• [Saved data entries]
============================================================

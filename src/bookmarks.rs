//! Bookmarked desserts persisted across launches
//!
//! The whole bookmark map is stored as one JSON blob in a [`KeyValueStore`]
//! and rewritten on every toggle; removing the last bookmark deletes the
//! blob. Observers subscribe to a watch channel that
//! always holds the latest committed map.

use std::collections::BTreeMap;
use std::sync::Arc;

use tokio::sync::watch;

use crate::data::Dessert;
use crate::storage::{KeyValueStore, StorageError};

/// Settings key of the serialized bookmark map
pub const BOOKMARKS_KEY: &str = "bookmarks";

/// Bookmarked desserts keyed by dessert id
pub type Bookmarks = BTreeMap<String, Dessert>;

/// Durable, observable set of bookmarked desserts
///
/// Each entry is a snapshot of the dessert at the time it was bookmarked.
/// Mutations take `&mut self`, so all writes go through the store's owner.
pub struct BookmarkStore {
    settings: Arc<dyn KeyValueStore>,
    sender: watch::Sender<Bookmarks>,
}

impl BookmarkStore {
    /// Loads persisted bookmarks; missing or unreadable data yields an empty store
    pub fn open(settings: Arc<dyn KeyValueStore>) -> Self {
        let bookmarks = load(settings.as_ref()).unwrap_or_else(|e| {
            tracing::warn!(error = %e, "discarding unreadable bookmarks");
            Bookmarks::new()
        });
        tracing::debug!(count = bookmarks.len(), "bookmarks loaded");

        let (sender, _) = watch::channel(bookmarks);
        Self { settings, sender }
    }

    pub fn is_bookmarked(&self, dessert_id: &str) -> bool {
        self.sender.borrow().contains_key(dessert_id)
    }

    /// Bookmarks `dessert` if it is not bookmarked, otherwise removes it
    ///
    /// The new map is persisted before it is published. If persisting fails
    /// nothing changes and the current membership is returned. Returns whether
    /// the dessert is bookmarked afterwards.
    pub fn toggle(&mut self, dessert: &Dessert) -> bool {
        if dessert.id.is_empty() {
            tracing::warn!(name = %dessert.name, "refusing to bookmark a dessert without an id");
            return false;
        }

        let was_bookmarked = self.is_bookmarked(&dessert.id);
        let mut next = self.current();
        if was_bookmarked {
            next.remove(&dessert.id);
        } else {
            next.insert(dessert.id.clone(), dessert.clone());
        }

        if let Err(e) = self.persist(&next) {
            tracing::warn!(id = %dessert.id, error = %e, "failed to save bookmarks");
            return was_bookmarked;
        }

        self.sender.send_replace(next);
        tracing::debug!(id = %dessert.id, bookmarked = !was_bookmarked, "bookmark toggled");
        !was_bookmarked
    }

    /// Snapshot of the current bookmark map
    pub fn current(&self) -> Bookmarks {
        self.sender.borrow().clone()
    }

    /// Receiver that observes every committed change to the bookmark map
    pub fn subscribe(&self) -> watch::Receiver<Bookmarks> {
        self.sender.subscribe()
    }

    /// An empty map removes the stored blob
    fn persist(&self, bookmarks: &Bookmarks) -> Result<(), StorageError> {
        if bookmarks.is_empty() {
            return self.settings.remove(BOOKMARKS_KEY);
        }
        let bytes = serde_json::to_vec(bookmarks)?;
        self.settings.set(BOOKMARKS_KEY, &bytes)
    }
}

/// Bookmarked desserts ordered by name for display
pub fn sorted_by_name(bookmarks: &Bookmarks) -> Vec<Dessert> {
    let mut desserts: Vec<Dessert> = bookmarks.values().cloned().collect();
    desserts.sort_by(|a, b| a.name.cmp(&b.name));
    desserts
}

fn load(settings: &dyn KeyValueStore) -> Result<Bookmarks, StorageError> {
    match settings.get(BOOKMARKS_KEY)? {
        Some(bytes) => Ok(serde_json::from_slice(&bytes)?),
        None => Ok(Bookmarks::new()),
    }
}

============================================================

Repeat the entries above exactly, leaving nothing out.

• [RESPONSE TO THE EXERCISE]
filename src/bookmarks.rs
//! Bookmarked desserts persisted across launches
//!
//! The whole bookmark map is stored as one JSON blob in a [`KeyValueStore`]
//! and rewritten on every toggle; removing the last bookmark deletes the
//! blob. Observers subscribe to a watch channel that
//! always holds the latest committed map.

use std::collections::BTreeMap;
use std::sync::Arc;

use tokio::sync::watch;

use crate::data::Dessert;
use crate::storage::{KeyValueStore, StorageError};

/// Settings key of the serialized bookmark map
pub const BOOKMARKS_KEY: &str = "bookmarks";

/// Bookmarked desserts keyed by dessert id
pub type Bookmarks = BTreeMap<String, Dessert>;

/// Durable, observable set of bookmarked desserts
///
/// Each entry is a snapshot of the dessert at the time it was bookmarked.
/// Mutations take `&mut self`, so all writes go through the store's owner.
pub struct BookmarkStore {
    settings: Arc<dyn KeyValueStore>,
    sender: watch::Sender<Bookmarks>,
}

impl BookmarkStore {
    /// Loads persisted bookmarks; missing or unreadable data yields an empty store
    pub fn open(settings: Arc<dyn KeyValueStore>) -> Self {
        let bookmarks = load(settings.as_ref()).unwrap_or_else(|e| {
            tracing::warn!(error = %e, "discarding unreadable bookmarks");
            Bookmarks::new()
        });
        tracing::debug!(count = bookmarks.len(), "bookmarks loaded");

        let (sender, _) = watch::channel(bookmarks);
        Self { settings, sender }
    }

    pub fn is_bookmarked(&self, dessert_id: &str) -> bool {
        self.sender.borrow().contains_key(dessert_id)
    }

    /// Bookmarks `dessert` if it is not bookmarked, otherwise removes it
    ///
    /// The new map is persisted before it is published. If persisting fails
    /// nothing changes and the current membership is returned. Returns whether
    /// the dessert is bookmarked afterwards.
    pub fn toggle(&mut self, dessert: &Dessert) -> bool {
        if dessert.id.is_empty() {
            tracing::warn!(name = %dessert.name, "refusing to bookmark a dessert without an id");
            return false;
        }

        let was_bookmarked = self.is_bookmarked(&dessert.id);
        let mut next = self.current();
        if was_bookmarked {
            next.remove(&dessert.id);
        } else {
            next.insert(dessert.id.clone(), dessert.clone());
        }

        if let Err(e) = self.persist(&next) {
            tracing::warn!(id = %dessert.id, error = %e, "failed to save bookmarks");
            return was_bookmarked;
        }

        self.sender.send_replace(next);
        tracing::debug!(id = %dessert.id, bookmarked = !was_bookmarked, "bookmark toggled");
        !was_bookmarked
    }

    /// Snapshot of the current bookmark map
    pub fn current(&self) -> Bookmarks {
        self.sender.borrow().clone()
    }

    /// Receiver that observes every committed change to the bookmark map
    pub fn subscribe(&self) -> watch::Receiver<Bookmarks> {
        self.sender.subscribe()
    }

    /// An empty map removes the stored blob
    fn persist(&self, bookmarks: &Bookmarks) -> Result<(), StorageError> {
        if bookmarks.is_empty() {
            return self.settings.remove(BOOKMARKS_KEY);
        }
        let bytes = serde_json::to_vec(bookmarks)?;
        self.settings.set(BOOKMARKS_KEY, &bytes)
    }
}

/// Bookmarked desserts ordered by name for display
pub fn sorted_by_name(bookmarks: &Bookmarks) -> Vec<Dessert> {
    let mut desserts: Vec<Dessert> = bookmarks.values().cloned().collect();
    desserts.sort_by(|a, b| a.name.cmp(&b.name));
    desserts
}

fn load(settings: &dyn KeyValueStore) -> Result<Bookmarks, StorageError> {
    match settings.get(BOOKMARKS_KEY)? {
        Some(bytes) => Ok(serde_json::from_slice(&bytes)?),
        None => Ok(Bookmarks::new()),
    }
}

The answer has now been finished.